Log-log CCDF plot: a power law is a straight line on $\log P(X>x)$ vs $\log x$ ; the slope is $-\alpha$ . A log-normal curves; an exponential drops off a cliff.
Mean-vs-sample-size plot: if the running mean never settles, suspect infinite/near-infinite moments.
Zipf check: plot frequency vs rank on log-log; slope near $-1$ ⇒ Zipfian.

Worked (Zipf/80-20 intuition): with frequency $\propto 1/\text{rank}$ , the top page gets twice the 2nd, three times the 3rd… A few pages soak up most traffic; the long tail is enormous but individually tiny.
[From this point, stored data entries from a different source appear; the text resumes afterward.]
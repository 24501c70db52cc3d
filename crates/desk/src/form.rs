//! Tour entry form: seven text inputs and the mapping between them, the
//! table row cells and a validated [`TourDraft`].

use crate::error::{validation, Result};
use crate::view::{strip_currency, TourRow};
use std::fmt;
use tourdesk_core::TourDraft;

/// One labeled input of the tour form
#[derive(Debug, Clone, Copy, PartialEq, Eq, Hash)]
pub enum FormField {
    Destination,
    Country,
    DurationDays,
    Price,
    StartDate,
    TourOperator,
    HotelName,
}

impl FormField {
    /// Fields in form order, which is also validation order
    pub const ALL: [FormField; 7] = [
        FormField::Destination,
        FormField::Country,
        FormField::DurationDays,
        FormField::Price,
        FormField::StartDate,
        FormField::TourOperator,
        FormField::HotelName,
    ];

    pub fn label(self) -> &'static str {
        match self {
            FormField::Destination => "Destination",
            FormField::Country => "Country",
            FormField::DurationDays => "Duration (days)",
            FormField::Price => "Price",
            FormField::StartDate => "Start date",
            FormField::TourOperator => "Tour operator",
            FormField::HotelName => "Hotel",
        }
    }

    /// Stable machine name, matching the storage column
    pub fn key(self) -> &'static str {
        match self {
            FormField::Destination => "destination",
            FormField::Country => "country",
            FormField::DurationDays => "duration_days",
            FormField::Price => "price",
            FormField::StartDate => "start_date",
            FormField::TourOperator => "tour_operator",
            FormField::HotelName => "hotel_name",
        }
    }

    pub fn from_key(key: &str) -> Option<Self> {
        let key = key.trim().to_ascii_lowercase();
        Self::ALL.into_iter().find(|field| field.key() == key)
    }

    fn index(self) -> usize {
        self as usize
    }

    /// Table column showing this field (column 0 is the identifier)
    pub fn column(self) -> usize {
        self.index() + 1
    }
}

impl fmt::Display for FormField {
    fn fmt(&self, f: &mut fmt::Formatter<'_>) -> fmt::Result {
        f.write_str(self.label())
    }
}

/// Raw text of the seven inputs
#[derive(Debug, Clone, Default, PartialEq, Eq)]
pub struct TourForm {
    values: [String; 7],
}

impl TourForm {
    pub fn get(&self, field: FormField) -> &str {
        &self.values[field.index()]
    }

    pub fn set(&mut self, field: FormField, value: impl Into<String>) {
        self.values[field.index()] = value.into();
    }

    pub fn clear(&mut self) {
        self.values.iter_mut().for_each(String::clear);
    }

    pub fn is_empty(&self) -> bool {
        self.values.iter().all(String::is_empty)
    }

    /// Validate the inputs in form order and build a draft.
    ///
    /// Every value is trimmed first. The first failing field aborts with a
    /// field-specific message; the form itself is left untouched so the user
    /// can correct it.
    pub fn validate(&self, strict_dates: bool) -> Result<TourDraft> {
        let value = |field: FormField| self.get(field).trim();

        let destination = value(FormField::Destination);
        validation::require_non_empty(destination, FormField::Destination)?;

        let country = value(FormField::Country);
        validation::require_non_empty(country, FormField::Country)?;

        let duration_days =
            validation::parse_positive_int(value(FormField::DurationDays), FormField::DurationDays)?;

        let price = validation::parse_positive_decimal(value(FormField::Price), FormField::Price)?;

        let start_date = value(FormField::StartDate);
        validation::require_non_empty(start_date, FormField::StartDate)?;
        if strict_dates {
            validation::validate_iso_date(start_date, FormField::StartDate)?;
        }

        let tour_operator = value(FormField::TourOperator);
        validation::require_non_empty(tour_operator, FormField::TourOperator)?;

        let hotel_name = match value(FormField::HotelName) {
            "" => None,
            hotel => Some(hotel.to_string()),
        };

        Ok(TourDraft {
            destination: destination.to_string(),
            country: country.to_string(),
            duration_days,
            price,
            start_date: start_date.to_string(),
            tour_operator: tour_operator.to_string(),
            hotel_name,
        })
    }

    /// Repopulate every input from a displayed table row.
    ///
    /// The price cell carries the display currency suffix, which is stripped
    /// to recover the numeric text. That text is the two-decimal display
    /// value, so saving the form stores the rounded price.
    pub fn load_row(&mut self, row: &TourRow, currency_suffix: &str) {
        for field in FormField::ALL {
            let cell = row.cell(field.column());
            let value = match field {
                FormField::Price => strip_currency(cell, currency_suffix),
                _ => cell,
            };
            self.set(field, value);
        }
    }
}

#[cfg(test)]
mod tests {
    use super::*;
    use crate::error::AppError;
    use tourdesk_core::{Tour, TourId};

    fn filled() -> TourForm {
        let mut form = TourForm::default();
        form.set(FormField::Destination, " Paris ");
        form.set(FormField::Country, "France");
        form.set(FormField::DurationDays, "7");
        form.set(FormField::Price, "999.99");
        form.set(FormField::StartDate, "2024-06-01");
        form.set(FormField::TourOperator, "OpTours");
        form.set(FormField::HotelName, "Hotel A");
        form
    }

    fn rejected_field(form: &TourForm) -> FormField {
        match form.validate(false) {
            Err(AppError::Validation { field, .. }) => field,
            other => panic!("expected validation error, got {:?}", other),
        }
    }

    #[test]
    fn test_field_keys_round_trip() {
        for field in FormField::ALL {
            assert_eq!(FormField::from_key(field.key()), Some(field));
        }
        assert_eq!(FormField::from_key(" PRICE "), Some(FormField::Price));
        assert_eq!(FormField::from_key("id"), None);
    }

    #[test]
    fn test_validate_builds_trimmed_draft() {
        let draft = filled().validate(false).unwrap();
        assert_eq!(draft.destination, "Paris");
        assert_eq!(draft.duration_days, 7);
        assert_eq!(draft.price, 999.99);
        assert_eq!(draft.hotel_name.as_deref(), Some("Hotel A"));
    }

    #[test]
    fn test_hotel_is_optional() {
        let mut form = filled();
        form.set(FormField::HotelName, "   ");
        assert_eq!(form.validate(false).unwrap().hotel_name, None);
    }

    #[test]
    fn test_validation_rejections() {
        let cases = [
            (FormField::Destination, ""),
            (FormField::Country, "  "),
            (FormField::DurationDays, "0"),
            (FormField::DurationDays, "abc"),
            (FormField::Price, "-5"),
            (FormField::Price, "abc"),
            (FormField::StartDate, ""),
            (FormField::TourOperator, ""),
        ];

        for (field, value) in cases {
            let mut form = filled();
            form.set(field, value);
            assert_eq!(rejected_field(&form), field, "value {:?}", value);
            // Form state is preserved for correction
            assert_eq!(form.get(field), value);
        }
    }

    #[test]
    fn test_first_failing_rule_wins() {
        let mut form = filled();
        form.set(FormField::Price, "abc");
        form.set(FormField::Country, "");
        assert_eq!(rejected_field(&form), FormField::Country);
    }

    #[test]
    fn test_strict_dates() {
        let mut form = filled();
        form.set(FormField::StartDate, "June 1st");
        assert!(form.validate(false).is_ok());
        assert!(matches!(
            form.validate(true),
            Err(AppError::Validation {
                field: FormField::StartDate,
                ..
            })
        ));
    }

    #[test]
    fn test_load_row_strips_currency() {
        let tour = Tour {
            id: TourId(5),
            destination: "Paris".to_string(),
            country: "France".to_string(),
            duration_days: 7,
            price: 999.99,
            start_date: "2024-06-01".to_string(),
            tour_operator: "OpTours".to_string(),
            hotel_name: None,
            created_at: "2024-01-01 00:00:00".to_string(),
        };
        let row = TourRow::from_tour(&tour, "RUB");

        let mut form = TourForm::default();
        form.load_row(&row, "RUB");

        assert_eq!(form.get(FormField::Price), "999.99");
        assert_eq!(form.get(FormField::DurationDays), "7");
        assert_eq!(form.get(FormField::HotelName), "");
        assert_eq!(form.validate(false).unwrap(), tour.draft());
    }

    #[test]
    fn test_load_row_keeps_displayed_precision() {
        let tour = Tour {
            id: TourId(6),
            destination: "Oslo".to_string(),
            country: "Norway".to_string(),
            duration_days: 3,
            price: 1234.567,
            start_date: "2024-02-01".to_string(),
            tour_operator: "Nordic".to_string(),
            hotel_name: Some("Fjord".to_string()),
            created_at: "2024-01-01 00:00:00".to_string(),
        };
        let row = TourRow::from_tour(&tour, "RUB");

        let mut form = TourForm::default();
        form.load_row(&row, "RUB");

        assert_eq!(form.get(FormField::Price), "1234.57");
        assert_eq!(form.validate(false).unwrap().price, 1234.57);
    }

    #[test]
    fn test_clear() {
        let mut form = filled();
        assert!(!form.is_empty());
        form.clear();
        assert!(form.is_empty());
    }
}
For Pareto $\alpha=1.16$ , the top 20% of items hold ~80% of the mass (that's where "80/20" comes from).

Why this matters here

Sampling & evaluation: uniform sampling under-represents the tail; rare-but-important events (high-value pages, rare conversions) get lost. Class imbalance (1–3% conversions) is the same phenomenon (Evaluation theory, Difficulty knobs).
Synthetic realism: to fake a believable clickstream you must inject Zipf page popularity and heavy-tailed dwell times, or your background is too tidy to be a fair test (Generating background traffic).
Don't trust the mean in dashboards or features; heavy tails quietly wreck naïvely-Normal statistics.

By-hand exercise (meets the bar)

Pareto with $x_m=1$ . For which $\alpha$ is the mean finite but the variance infinite? (Answer: $1<\alpha\le2$ .)
Sketch how an exponential vs a power-law tail look on a log-log CCDF, and explain why only one is straight.